Рассмотрим пример кода на Python для реализации SIR-модели:

```python

import numpy as np

from scipy.integrate import odeint

import matplotlib.pyplot as plt

# Определение функции, представляющей систему дифференциальных уравнений SIR-модели

def sir_model(y, t, beta, gamma):

S, I, R = y

dSdt = -beta * S * I

dIdt = beta * S * I – gamma * I

dRdt = gamma * I

return [dSdt, dIdt, dRdt]

# Начальные условия: количество подвергшихся инфекции, инфицированных и выздоровевших

S0 = 0.99

I0 = 0.01

R0 = 0.0

# Временные параметры

t = np.linspace(0, 200, 1000) # Временной интервал: от 0 до 200 дней, 1000 точек

# Коэффициенты модели: скорость передачи болезни (beta) и скорость выздоровления (gamma)

beta = 0.3

gamma = 0.1

# Решение системы дифференциальных уравнений

solution = odeint(sir_model, [S0, I0, R0], t, args=(beta, gamma))

# Построение графика

plt.plot(t, solution[:, 0], label='Подверженные') # Подверженные

plt.plot(t, solution[:, 1], label='Инфицированные') # Инфицированные

plt.plot(t, solution[:, 2], label='Выздоровевшие') # Выздоровевшие

plt.xlabel('Время (дни)')

plt.ylabel('Доля населения')

plt.title('Модель SIR')

plt.legend()

plt.grid(True)

plt.show()

```


Этот код реализует SIR-модель для моделирования распространения инфекционного заболевания в популяции. Он использует библиотеки NumPy, SciPy и Matplotlib для выполнения численных вычислений, решения дифференциальных уравнений и визуализации результатов.

Комментарии в коде объясняют каждую часть программы: определение функции `sir_model` для системы дифференциальных уравнений SIR-модели, установка начальных условий и временных параметров, решение дифференциальных уравнений с помощью функции `odeint`, построение графика, показывающего изменение численности каждой группы (подверженные, инфицированные, выздоровевшие) с течением времени.

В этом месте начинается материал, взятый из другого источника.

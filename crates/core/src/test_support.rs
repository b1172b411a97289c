// SPDX-License-Identifier: BUSL-1.1
// Copyright (c) 2026 Alfred Jean LLC

//! Shared test builders for use across crates.
//!
//! Gated behind `#[cfg(any(test, feature = "test-support"))]`.

use crate::agent::{Agent, AgentId, AgentStatus};
use std::path::PathBuf;

/// Build a minimal `starting` agent for `project`, useful as a baseline
/// other tests mutate.
pub fn test_agent(id: &str, project: &str) -> Agent {
    Agent {
        id: AgentId::new(id),
        project: project.to_string(),
        session_name: Agent::session_name_for(project, &AgentId::new(id)),
        workspace_path: PathBuf::from(format!("/tmp/forge/{project}/{id}")),
        branch_name: format!("agent/{id}/test-task"),
        status: AgentStatus::Starting,
        created_at_epoch_ms: 1_000_000,
        last_activity_epoch_ms: 1_000_000,
        task: "test task".to_string(),
        profile_name: None,
        sub_agent_count: 0,
        needs_attention: false,
        parked: false,
        last_output: String::new(),
        last_response: None,
        last_user_message: None,
    }
}
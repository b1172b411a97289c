// SPDX-License-Identifier: BUSL-1.1
// Copyright (c) 2026 Alfred Jean LLC

//! Typed configuration record, consumed (not parsed) by the core per
//! the spec's scope line: config file parsing is an external collaborator.
//! This module defines the shape every other crate agrees on and a thin
//! `toml` loader for it, since something has to own deserialization of
//! the on-disk record even though validating/merging semantics live here.

use crate::connector::ConnectorInstance;
use crate::profile::Profile;
use indexmap::IndexMap;
use serde::{Deserialize, Serialize};
use std::path::PathBuf;
use thiserror::Error;

#[derive(Debug, Clone, Serialize, Deserialize)]
pub struct ServerConfig {
    pub host: String,
    pub port: u16,
    pub secret_key: String,
}

#[derive(Debug, Clone, Serialize, Deserialize)]
pub struct DefaultsConfig {
    pub max_agents_per_project: u32,
    #[serde(default)]
    pub sandbox: bool,
    pub claude_command: String,
    #[serde(default)]
    pub claude_env: IndexMap<String, String>,
    #[serde(default = "default_poll_interval")]
    pub poll_interval_seconds: u64,
    #[serde(default)]
    pub agent_instructions: String,
}

fn default_poll_interval() -> u64 {
    3
}

#[derive(Debug, Clone, Serialize, Deserialize)]
pub struct ProjectConfig {
    pub path: PathBuf,
    pub default_branch: String,
    pub max_agents: u32,
    #[serde(default)]
    pub description: String,
    #[serde(default)]
    pub agent_instructions: String,
    #[serde(default)]
    pub context_files: Vec<PathBuf>,
    #[serde(default)]
    pub sandbox: Option<bool>,
    #[serde(default)]
    pub channels: Vec<crate::connector::ChannelBinding>,
}

/// Top-level configuration record, matching the schema in the spec's
/// External Interfaces section verbatim.
#[derive(Debug, Clone, Serialize, Deserialize)]
pub struct Config {
    pub server: ServerConfig,
    pub defaults: DefaultsConfig,
    #[serde(default)]
    pub profiles: IndexMap<String, Profile>,
    #[serde(default)]
    pub projects: IndexMap<String, ProjectConfig>,
    #[serde(default)]
    pub connectors: IndexMap<String, ConnectorInstance>,
}

#[derive(Debug, Error)]
pub enum ConfigError {
    #[error("failed to read config file {path}: {source}")]
    Read {
        path: PathBuf,
        #[source]
        source: std::io::Error,
    },
    #[error("failed to parse config: {0}")]
    Parse(#[from] toml::de::Error),
    #[error("project {0:?} references a path that does not exist")]
    MissingProjectPath(String),
}

impl Config {
    pub fn from_toml_str(s: &str) -> Result<Self, ConfigError> {
        let mut config: Self = toml::from_str(s)?;
        for (id, connector) in &mut config.connectors {
            connector.id = id.clone();
        }
        Ok(config)
    }

    pub fn load(path: &std::path::Path) -> Result<Self, ConfigError> {
        let text = std::fs::read_to_string(path).map_err(|source| ConfigError::Read {
            path: path.to_path_buf(),
            source,
        })?;
        Self::from_toml_str(&text)
    }

    /// Validate invariants that are cheap to check at load/reload time and
    /// whose violation should never be fatal after boot, per the error
    /// taxonomy (`ConfigError` is "never fatal after boot").
    pub fn validate(&self) -> Result<(), ConfigError> {
        for (name, project) in &self.projects {
            if !project.path.exists() {
                return Err(ConfigError::MissingProjectPath(name.clone()));
            }
        }
        Ok(())
    }
}

#[cfg(test)]
#[path = "config_tests.rs"]
mod tests;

После выполнения кода, мы получаем графики, отображающие динамику эпидемии во времени. В результате мы увидим три кривые, представляющие количество подверженных инфекции (S), инфицированных (I) и выздоровевших (R) с течением времени.

– График для подверженных инфекции (S): На этом графике мы увидим, как количество подверженных инфекции уменьшается с течением времени, поскольку люди заражаются и становятся иммунными к болезни.

– График для инфицированных (I): Этот график показывает, как количество инфицированных меняется во времени. На начальном этапе количество инфицированных может расти, затем оно может достигнуть пика и начать снижаться по мере того, как люди выздоравливают от болезни.

– График для выздоровевших (R): На этом графике мы видим, как количество выздоровевших от болезни растет с течением времени, поскольку инфицированные люди выздоравливают и становятся иммунными к болезни.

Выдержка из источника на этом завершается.